BARBARA ALBERT: Der Roman widmet sich nur, wie auch der Film, den drei Monaten, in denen Maria Theresia Paradis im Palais von Franz Anton Mesmer (eigentlich dem Palais seiner Frau, der reichen Witwe Maria Anna von Posch) einer Kur unterzogen wurde – also der Begegnung dieser beiden eindrucksvollen Persönlichkeiten. Für mich, wenn man so will, zwei Hochbegabte, die ihrer Zeit voraus waren, zwei Verkannte, die einander auf ihren ‚Inseln’ kurz begegneten und sich vielleicht sogar gegenseitig beeinflusst haben.

„Mit Licht sei nicht zu spaßen, sagte er, als gäbe es nichts Einleuchtenderes. Es müsse gut dosiert sein. Genau dosiert. Sonst schade es mehr als es nutze.“, legt Alissa Walser dem Wunderdoktor Mesmer in den Mund. Hat Sie über die Geschichte Maria Theresia Paradis’ hinaus auch Alissa Walsers knappe, sehr dosierte Sprache fasziniert?

BARBARA ALBERT: Natürlich hat mich auch der Roman fasziniert; wobei wir, vor allem Kathrin Resetarits als Drehbuchautorin, den Fokus weniger auf Franz Anton Mesmer gelegt haben als auf Maria Theresia Paradis. Das ist wahrscheinlich der gravierendste Unterschied zur literarischen Vorlage.

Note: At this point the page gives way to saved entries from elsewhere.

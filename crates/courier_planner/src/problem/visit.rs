use std::fmt::Display;

use serde::Serialize;

use crate::problem::customer::CustomerIdx;

/// What a route stop visits.
#[derive(Serialize, Debug, Clone, Copy, PartialEq, Eq, Hash)]
pub enum Visit {
    Depot,
    Customer(CustomerIdx),
}

impl Visit {
    pub fn is_depot(&self) -> bool {
        matches!(self, Visit::Depot)
    }

    pub fn customer(&self) -> Option<CustomerIdx> {
        match self {
            Visit::Depot => None,
            Visit::Customer(customer) => Some(*customer),
        }
    }
}

impl From<CustomerIdx> for Visit {
    fn from(customer: CustomerIdx) -> Self {
        Visit::Customer(customer)
    }
}

impl Display for Visit {
    fn fmt(&self, f: &mut std::fmt::Formatter<'_>) -> std::fmt::Result {
        match self {
            Visit::Depot => write!(f, "Depot"),
            Visit::Customer(customer) => write!(f, "Customer({})", customer),
        }
    }
}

Bisher haben Sie als klassische „Autorenfilmerin“ gearbeitet und die Drehbücher selbst verfasst. Bei LICHT firmiert Kathrin Resetarits für das Drehbuch. Was hat das für Sie in der Regiearbeit verändert?

BARBARA ALBERT: Das war sehr befruchtend und beglückend. Ich hatte das Gefühl, freier arbeiten zu können, da die Geschichte, also auch das Drehbuch, nicht von primär eigenen Erfahrungen und Bildern gespeist war, sondern – im besten Sinn – sekundär. Das heißt, ich konnte freier mit der Vorlage umgehen, konnte früh als Regisseurin gemeinsam mit der Kamerafrau Christine A. Maier, die schon die Kamera für NORDRAND gemacht hat, an die Bildersuche herangehen, mehr in der Probenarbeit entwickeln und ich war insgesamt flexibler.

Die ersten Bilder in LICHT sind undeutliche, schwarzweiße Bilder von Schatten und Wasserspiegelungen, die für einen kurzen Moment auf der Leinwand aufscheinen und den Zuschauer für einen kurzen Augenblick mit der Frage „Was seh ich da?“ irritieren und konfrontieren. Ist diese Frage nach der Wahrnehmung etwas wie ein musikalisches Vorzeichen, das Sie als bestimmenden Ton ganz voranstellen?

BARBARA ALBERT: Ja, unbedingt. Die Frage nach unserer Wahrnehmung, danach, wie unterschiedlich, wie subjektiv, wir wahrnehmen, durchdringt auch schon den Roman. Die Unsicherheit, die unserer Wahrnehmung zugrunde liegt, fasziniert mich; die Frage nach der Wirklichkeit der Bilder. Eindrucksvoll ist da schon im Roman die Schilderung der von M.T. Paradis neu erfahrenen Dreidimensionalität, als sie erstmals Gegenstände sieht. Ich habe schon davor mit großem Interesse und Begeisterung die Werke von Oliver Sacks gelesen, der auch viel über Musik und das menschliche Gehirn geschrieben hat. Auch er war eine Inspirationsquelle für LICHT.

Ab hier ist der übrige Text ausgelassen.